🔥 News
- 🔥🔥🔥 We released MOMENT research code, so you can pre-train your own time series foundation model, with your own data, and reproduce experiments from our paper!
- We fixed an issue with Classification where MOMENT was unable to handle multi-channel inputs.
- MOMENT was accepted at ICML 2024!
- Interested in multimodal time series & text foundation models? Check out our preliminary work on JoLT (Jointly Learned Represenations for Time series & Text) [AAAI 2024 Student Abstract, NeurIPS 2023 DGM4H Workshop]. JoLT won the best student abstract presentation at AAAI! Stay tuned for multimodal time series & text foundation models!
📖 Introduction
We introduce MOMENT, a family of open-source foundation models for general-purpose time-series analysis. Pre-training large models on time-series data is challenging due to (1) the absence a large and cohesive public time-series repository, and (2) diverse time-series characteristics which make multi-dataset training onerous. Additionally, (3) experimental benchmarks to evaluate these models especially in scenarios with limited resources, time, and supervision, are still in its nascent stages. To address these challenges, we compile a large and diverse collection of public time-series, called the Time-series Pile, and systematically tackle time-series-specific challenges to unlock large-scale multi-dataset pre-training. Finally, we build on recent work to design a benchmark to evaluate time-series foundation models on diverse tasks and datasets in limited supervision settings. Experiments on this benchmark demonstrate the effectiveness of our pre-trained models with minimal data and task-specific fine-tuning. Finally, we present several interesting empirical observations about large pre-trained time-series models.

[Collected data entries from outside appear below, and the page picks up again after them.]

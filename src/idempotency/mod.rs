//! Idempotency module
//!
//! Prevents duplicate application of retried operations using caller-supplied
//! operation ids.

mod repository;

use async_trait::async_trait;
use uuid::Uuid;

use crate::store::StoreError;

pub use repository::{operation_exists, record_operation};

/// Durable set of operation ids that have been fully applied.
///
/// Both calls run inside the unit of work that performs the guarded balance
/// change, so the marker commits or aborts together with it.
#[async_trait]
pub trait IdempotencyStore: Send {
    /// Whether `operation_id` has already been applied. No side effects.
    async fn exists(&mut self, operation_id: Uuid) -> Result<bool, StoreError>;

    /// Remember `operation_id` as applied.
    ///
    /// Fails with `StoreError::DuplicateOperation` when the id is already
    /// recorded, including by a unit of work that committed after this one's
    /// `exists` check.
    async fn record(&mut self, operation_id: Uuid) -> Result<(), StoreError>;
}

MOMENT: One Model, Multiple Tasks, Datasets & Domains
MOMENT on different datasets and tasks, without any parameter updates:
- Imputation: Better than statistical imputation baselines
- Anomaly Detection: Second best $F_1$ than all baselines
- Classification: More accurate than 11 / 16 compared methods
- Short-horizon Forecasting: Better than ARIMA on some datasets
By linear probing (fine-tuning the final linear layer):
- Imputation: Better than baselines on 4 / 6 datasets
- Anomaly Detection: Best $F_1$
- Long-horizon Forecasting: Competitive in some settings
MOMENT Captures the Language of Time Series
Principal components of the embeddings of synthetically generated sinusoids suggest that MOMENT can capture subtle trend, scale, frequency, and phase information. In each experiment, $c$ controls the factor of interest, for example the power of the trend polynomial $c \in [\frac{1}{8}, 8) (Oreshkin et al., 2020). We generate multiple sine waves by varying $c$, derive their sequence-level representations using MOMENT, and visualize them in a 2-dimensional space using PCA.

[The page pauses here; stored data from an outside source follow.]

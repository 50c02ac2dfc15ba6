use std::sync::Arc;

use anyhow::{Context, Result};
use staffhub_import::{
    app::build_router,
    application::import_service::ImportService,
    config::AppConfig,
    infrastructure::{InMemoryDepartmentDirectory, InMemoryEmployeeRepository},
    sequence::InMemorySequenceStore,
    state::AppState,
};
use tracing::{error, info};
use tracing_subscriber::{EnvFilter, layer::SubscriberExt, util::SubscriberInitExt};

#[tokio::main]
async fn main() -> Result<()> {
    init_tracing();
    dotenvy::dotenv().ok();

    let config = AppConfig::from_env().context("failed to load configuration")?;

    let employees = Arc::new(InMemoryEmployeeRepository::new());
    let departments = Arc::new(InMemoryDepartmentDirectory::new(config.departments.clone()));
    let sequences = Arc::new(InMemorySequenceStore::new());
    let service = Arc::new(ImportService::new(
        employees,
        departments,
        sequences,
        config.limits.clone(),
    ));
    let state = AppState::new(service, config.limits.max_upload_bytes);

    let app = build_router(state);
    let listener = tokio::net::TcpListener::bind(config.bind_addr)
        .await
        .with_context(|| format!("failed to bind {}", config.bind_addr))?;

    info!(bind_addr = %config.bind_addr, "bulk import service started");

    axum::serve(listener, app)
        .with_graceful_shutdown(shutdown_signal())
        .await
        .context("server error")?;

    Ok(())
}

fn init_tracing() {
    tracing_subscriber::registry()
        .with(
            EnvFilter::try_from_default_env()
                .unwrap_or_else(|_| EnvFilter::new("staffhub_import=debug,tower_http=info")),
        )
        .with(tracing_subscriber::fmt::layer())
        .init();
}

async fn shutdown_signal() {
    let ctrl_c = async {
        if let Err(err) = tokio::signal::ctrl_c().await {
            error!(error = %err, "unable to install ctrl+c handler");
        }
    };

    #[cfg(unix)]
    let terminate = async {
        use tokio::signal::unix::{SignalKind, signal};

        match signal(SignalKind::terminate()) {
            Ok(mut signal) => {
                signal.recv().await;
            }
            Err(err) => {
                error!(error = %err, "unable to install sigterm handler");
                std::future::pending::<()>().await;
            }
        }
    };

    #[cfg(not(unix))]
    let terminate = std::future::pending::<()>();

    tokio::select! {
        _ = ctrl_c => {},
        _ = terminate => {},
    }
}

MOMENT Learns Meaningful Representation of Data
PCA visualizations of representations learned by MOMENT on the ECG5000 dataset in UCR Classification Archive. Here different colors represent different classes. Even without dataset-specific fine-tuning, MOMENT learns distinct representations for different classes.

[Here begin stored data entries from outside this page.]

use axum::{
    Json,
    http::{HeaderValue, StatusCode, header},
    response::{IntoResponse, Response},
};
use serde::Serialize;
use uuid::Uuid;

use crate::domain::DomainError;

pub type ApiResult<T> = Result<T, ApiProblem>;

#[derive(Debug)]
pub struct ApiProblem {
    status: StatusCode,
    title: &'static str,
    detail: String,
    kind: &'static str,
    correlation_id: String,
}

impl ApiProblem {
    pub fn from_domain(error: DomainError) -> Self {
        match error {
            DomainError::Validation(detail) => Self::new(
                StatusCode::BAD_REQUEST,
                "Validation failed",
                "https://staffhub.dev/problems/validation",
                detail,
            ),
            DomainError::NotFound(detail) => Self::new(
                StatusCode::NOT_FOUND,
                "Not found",
                "https://staffhub.dev/problems/not-found",
                detail,
            ),
            DomainError::Conflict(detail) => Self::new(
                StatusCode::CONFLICT,
                "Conflict",
                "https://staffhub.dev/problems/conflict",
                detail,
            ),
            DomainError::UnsupportedFormat(mime) => Self::new(
                StatusCode::UNSUPPORTED_MEDIA_TYPE,
                "Unsupported file format",
                "https://staffhub.dev/problems/unsupported-format",
                format!("'{mime}' is not an accepted upload format"),
            ),
            err @ DomainError::EmptyFile => Self::new(
                StatusCode::BAD_REQUEST,
                "Empty file",
                "https://staffhub.dev/problems/empty-file",
                err.to_string(),
            ),
            err @ DomainError::CorruptFile(_) => Self::new(
                StatusCode::BAD_REQUEST,
                "Unreadable file",
                "https://staffhub.dev/problems/corrupt-file",
                err.to_string(),
            ),
            err @ DomainError::FileTooLarge { .. } => Self::new(
                StatusCode::PAYLOAD_TOO_LARGE,
                "File too large",
                "https://staffhub.dev/problems/file-too-large",
                err.to_string(),
            ),
            err @ DomainError::TooManyRows { .. } => Self::new(
                StatusCode::PAYLOAD_TOO_LARGE,
                "Too many rows",
                "https://staffhub.dev/problems/too-many-rows",
                err.to_string(),
            ),
            DomainError::Storage(detail) => Self::new(
                StatusCode::INTERNAL_SERVER_ERROR,
                "Storage error",
                "https://staffhub.dev/problems/storage",
                detail,
            ),
            DomainError::Internal(detail) => Self::new(
                StatusCode::INTERNAL_SERVER_ERROR,
                "Internal server error",
                "https://staffhub.dev/problems/internal",
                detail,
            ),
        }
    }

    pub fn validation(detail: impl Into<String>) -> Self {
        Self::new(
            StatusCode::BAD_REQUEST,
            "Validation failed",
            "https://staffhub.dev/problems/validation",
            detail,
        )
    }

    pub fn internal(detail: impl Into<String>) -> Self {
        Self::new(
            StatusCode::INTERNAL_SERVER_ERROR,
            "Internal server error",
            "https://staffhub.dev/problems/internal",
            detail,
        )
    }

    fn new(
        status: StatusCode,
        title: &'static str,
        kind: &'static str,
        detail: impl Into<String>,
    ) -> Self {
        Self {
            status,
            title,
            detail: detail.into(),
            kind,
            correlation_id: Uuid::new_v4().to_string(),
        }
    }
}

#[derive(Debug, Serialize)]
struct ProblemDetails {
    #[serde(rename = "type")]
    kind: String,
    title: String,
    status: u16,
    detail: String,
    correlation_id: String,
}

impl IntoResponse for ApiProblem {
    fn into_response(self) -> Response {
        let payload = ProblemDetails {
            kind: self.kind.to_string(),
            title: self.title.to_string(),
            status: self.status.as_u16(),
            detail: self.detail,
            correlation_id: self.correlation_id,
        };

        let mut response = (self.status, Json(payload)).into_response();
        response.headers_mut().insert(
            header::CONTENT_TYPE,
            HeaderValue::from_static("application/problem+json"),
        );

        response
    }
}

Architecture in a Nutshell
A time series is broken into disjoint fixed-length sub-sequences called patches, and each patch is mapped into a D-dimensional patch embedding. During pre-training, we mask patches uniformly at random by replacing their patch embeddings using a special mask embedding [MASK]
. The goal of pre-training is to learn patch embeddings which can be used to reconstruct the input time series using a light-weight reconstruction head.
🧑💻 Usage
Recommended Python Version: Python 3.11 (support for additional versions is expected soon).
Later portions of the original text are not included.